» ENTRIES PROVIDED
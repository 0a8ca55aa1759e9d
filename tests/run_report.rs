//! End-to-end runs of the built-in suite against fake clusters, checking the
//! JSON report left on disk.

use std::sync::Arc;

use camino::{Utf8Path, Utf8PathBuf};
use kola::harness::{Harness, HarnessOptions, SuiteOptions};
use kola::provider::Platform;
use kola::reporter::{JsonReporter, Outcome};
use kola::retry::CancelSignal;
use kola::suite;
use kola::test_support::{FakeClusterFactory, FakeSsh, discard_logger};
use rstest::{fixture, rstest};
use serde_json::Value;
use tempfile::TempDir;

struct Workspace {
    _tmp: TempDir,
    root: Utf8PathBuf,
}

#[fixture]
fn workspace() -> Workspace {
    let tmp = TempDir::new().expect("tempdir");
    let root = Utf8PathBuf::from_path_buf(tmp.path().to_path_buf()).expect("utf8 tempdir");
    Workspace { _tmp: tmp, root }
}

fn options(exclude: &[&str]) -> HarnessOptions {
    HarnessOptions {
        platform: Platform::Aws,
        include: Vec::new(),
        exclude: exclude.iter().map(|pattern| (*pattern).to_owned()).collect(),
        parallel: 2,
        suite: SuiteOptions::default(),
    }
}

fn read_report(path: &Utf8Path) -> Value {
    let contents = std::fs::read_to_string(path).expect("report written");
    serde_json::from_str(&contents).expect("report is json")
}

#[rstest]
#[tokio::test(start_paused = true)]
async fn report_lists_every_selected_test(workspace: Workspace) {
    let ssh = FakeSsh::new();
    ssh.respond_stdout("mktemp", "/tmp/tmp.Q2rv\n");
    ssh.respond_stdout("is-active mnt.mount", "active\n");
    let factory = FakeClusterFactory::new(Platform::Aws, &workspace.root, ssh.clone());
    let report_path = workspace.root.join("report.json");
    let reporter = JsonReporter::create(&report_path, "aws", "2191.5.0").expect("reporter");
    let mut harness = Harness::new(options(&["nfs.v4"]), &discard_logger());
    suite::register_all(&mut harness).expect("register");

    let summary = harness
        .run(Arc::new(factory.clone()), Box::new(reporter), CancelSignal::never())
        .await
        .expect("run completes");

    assert_eq!(summary.result, Outcome::Pass);
    let report = read_report(&report_path);
    assert_eq!(report["result"], "PASS");
    assert_eq!(report["platform"], "aws");
    assert_eq!(report["version"], "2191.5.0");
    let tests = report["tests"].as_array().expect("tests array");
    let results: Vec<(&str, &str)> = tests
        .iter()
        .map(|test| {
            (
                test["name"].as_str().unwrap_or_default(),
                test["result"].as_str().unwrap_or_default(),
            )
        })
        .collect();
    assert_eq!(
        results,
        vec![("linux.nfs.v3", "PASS"), ("coreos.update.updatepayload", "SKIP")]
    );
    assert!(tests.iter().all(|test| test["duration"].is_u64()));
    for test in ["linux.nfs.v3", "coreos.update.updatepayload"] {
        let provider = factory.provider_for(test).expect("cluster created");
        assert!(provider.live_instances().is_empty(), "{test} leaked instances");
    }
}

#[rstest]
#[tokio::test(start_paused = true)]
async fn failing_test_fails_the_report_and_keeps_artefacts(workspace: Workspace) {
    let ssh = FakeSsh::new();
    ssh.respond_stdout("is-active mnt.mount", "failed\n");
    let factory = FakeClusterFactory::new(Platform::Aws, &workspace.root, ssh);
    let report_path = workspace.root.join("report.json");
    let reporter = JsonReporter::create(&report_path, "aws", "dev").expect("reporter");
    let mut harness = Harness::new(options(&["nfs.v4", "coreos"]), &discard_logger());
    suite::register_all(&mut harness).expect("register");

    let summary = harness
        .run(Arc::new(factory), Box::new(reporter), CancelSignal::never())
        .await
        .expect("run completes");

    assert_eq!(summary.result, Outcome::Fail);
    let report = read_report(&report_path);
    assert_eq!(report["result"], "FAIL");
    let output = report["tests"][0]["output"].as_str().expect("output");
    assert!(output.contains("mnt.mount status is \"failed\""), "{output}");
    assert!(workspace.root.join("linux.nfs.v3").is_dir());
}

» TASK REQUIREMENTS
Your task is to repeat the records exactly. Begin at their first line and stop after the line containing "use kola::provider::Platform;".

» RESPONSE
repository 0a8ca55aa1759e9d
filename tests/run_report.rs
//! End-to-end runs of the built-in suite against fake clusters, checking the
//! JSON report left on disk.

use std::sync::Arc;

use camino::{Utf8Path, Utf8PathBuf};
use kola::harness::{Harness, HarnessOptions, SuiteOptions};
use kola::provider::Platform;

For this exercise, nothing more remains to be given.